───── Records provided
//! SQLite persistence and on-disk configuration for the twin finder.

pub mod config;
pub mod error;
pub mod schema;
pub mod store;

pub use config::{ChannelIds, Channels, DATA_DIR_ENV, Role, TwinConfig, default_data_dir};
pub use error::{Result, StoreError};
pub use store::{ArchivedToken, DATABASE_FILE, Store};
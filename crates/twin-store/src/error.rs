use std::fmt;

#[derive(Debug)]
pub enum StoreError {
    Sqlite(rusqlite::Error),
    Json(serde_json::Error),
    Config(String),
    InvalidData(String),
}

impl fmt::Display for StoreError {
    fn fmt(&self, f: &mut fmt::Formatter<'_>) -> fmt::Result {
        match self {
            StoreError::Sqlite(e) => write!(f, "SQLite error: {e}"),
            StoreError::Json(e) => write!(f, "JSON error: {e}"),
            StoreError::Config(msg) => write!(f, "config error: {msg}"),
            StoreError::InvalidData(msg) => write!(f, "invalid data: {msg}"),
        }
    }
}

impl std::error::Error for StoreError {
    fn source(&self) -> Option<&(dyn std::error::Error + 'static)> {
        match self {
            StoreError::Sqlite(e) => Some(e),
            StoreError::Json(e) => Some(e),
            _ => None,
        }
    }
}

impl From<rusqlite::Error> for StoreError {
    fn from(e: rusqlite::Error) -> Self {
        StoreError::Sqlite(e)
    }
}

impl From<serde_json::Error> for StoreError {
    fn from(e: serde_json::Error) -> Self {
        StoreError::Json(e)
    }
}

pub type Result<T> = std::result::Result<T, StoreError>;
──────────
* [Aim of the exercise]:
Reproduce every entry exactly, with nothing added or dropped.

* [Exercise output]:
//! SQLite persistence and on-disk configuration for the twin finder.

pub mod config;
pub mod error;
pub mod schema;
pub mod store;

pub use config::{ChannelIds, Channels, DATA_DIR_ENV, Role, TwinConfig, default_data_dir};
pub use error::{Result, StoreError};
pub use store::{ArchivedToken, DATABASE_FILE, Store};
filename crates/twin-store/src/error.rs
use std::fmt;

#[derive(Debug)]
pub enum StoreError {
    Sqlite(rusqlite::Error),
    Json(serde_json::Error),
    Config(String),
    InvalidData(String),
}

impl fmt::Display for StoreError {
    fn fmt(&self, f: &mut fmt::Formatter<'_>) -> fmt::Result {
        match self {
            StoreError::Sqlite(e) => write!(f, "SQLite error: {e}"),
            StoreError::Json(e) => write!(f, "JSON error: {e}"),
            StoreError::Config(msg) => write!(f, "config error: {msg}"),
            StoreError::InvalidData(msg) => write!(f, "invalid data: {msg}"),
        }
    }
}

impl std::error::Error for StoreError {
    fn source(&self) -> Option<&(dyn std::error::Error + 'static)> {
        match self {
            StoreError::Sqlite(e) => Some(e),
            StoreError::Json(e) => Some(e),
            _ => None,
        }
    }
}

impl From<rusqlite::Error> for StoreError {
    fn from(e: rusqlite::Error) -> Self {
        StoreError::Sqlite(e)
    }
}

impl From<serde_json::Error> for StoreError {
    fn from(e: serde_json::Error) -> Self {
        StoreError::Json(e)
    }
}

pub type Result<T> = std::result::Result<T, StoreError>;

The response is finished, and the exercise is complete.